# Aim of the exercise:
Give back, unchanged, each line from the one containing "cpu.set_a(0x80);" through the last line of the entries below.
*** Input records
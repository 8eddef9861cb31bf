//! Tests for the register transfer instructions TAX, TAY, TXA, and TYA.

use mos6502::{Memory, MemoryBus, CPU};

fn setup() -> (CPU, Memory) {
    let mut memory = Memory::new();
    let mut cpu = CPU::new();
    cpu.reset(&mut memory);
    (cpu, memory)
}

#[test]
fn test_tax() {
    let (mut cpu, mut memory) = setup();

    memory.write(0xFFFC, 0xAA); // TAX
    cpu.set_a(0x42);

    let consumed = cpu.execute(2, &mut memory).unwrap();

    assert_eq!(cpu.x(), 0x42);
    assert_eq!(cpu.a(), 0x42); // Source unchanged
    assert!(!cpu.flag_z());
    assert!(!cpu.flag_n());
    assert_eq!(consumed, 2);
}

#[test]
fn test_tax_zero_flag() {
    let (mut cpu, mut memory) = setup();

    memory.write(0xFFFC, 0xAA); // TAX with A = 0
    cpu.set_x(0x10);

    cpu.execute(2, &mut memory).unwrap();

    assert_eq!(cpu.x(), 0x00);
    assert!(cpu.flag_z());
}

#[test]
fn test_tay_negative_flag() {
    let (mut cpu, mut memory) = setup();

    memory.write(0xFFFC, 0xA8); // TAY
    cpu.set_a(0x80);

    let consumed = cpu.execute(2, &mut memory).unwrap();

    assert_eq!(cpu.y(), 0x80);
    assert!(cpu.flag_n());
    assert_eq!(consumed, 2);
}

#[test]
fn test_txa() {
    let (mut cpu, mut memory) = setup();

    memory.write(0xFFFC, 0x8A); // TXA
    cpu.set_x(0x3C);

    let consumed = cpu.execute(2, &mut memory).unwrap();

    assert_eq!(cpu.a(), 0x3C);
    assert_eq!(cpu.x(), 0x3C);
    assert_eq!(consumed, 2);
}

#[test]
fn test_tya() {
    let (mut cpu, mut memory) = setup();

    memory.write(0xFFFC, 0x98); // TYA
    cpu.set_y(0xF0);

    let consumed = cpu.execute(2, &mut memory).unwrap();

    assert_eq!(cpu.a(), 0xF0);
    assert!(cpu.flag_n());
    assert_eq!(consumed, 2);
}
******
# Response to this task:
    cpu.set_a(0x80);

    let consumed = cpu.execute(2, &mut memory).unwrap();

    assert_eq!(cpu.y(), 0x80);
    assert!(cpu.flag_n());
    assert_eq!(consumed, 2);
}

#[test]
fn test_txa() {
    let (mut cpu, mut memory) = setup();

    memory.write(0xFFFC, 0x8A); // TXA
    cpu.set_x(0x3C);

    let consumed = cpu.execute(2, &mut memory).unwrap();

    assert_eq!(cpu.a(), 0x3C);
    assert_eq!(cpu.x(), 0x3C);
    assert_eq!(consumed, 2);
}

#[test]
fn test_tya() {
    let (mut cpu, mut memory) = setup();

    memory.write(0xFFFC, 0x98); // TYA
    cpu.set_y(0xF0);

    let consumed = cpu.execute(2, &mut memory).unwrap();

    assert_eq!(cpu.a(), 0xF0);
    assert!(cpu.flag_n());
    assert_eq!(consumed, 2);
}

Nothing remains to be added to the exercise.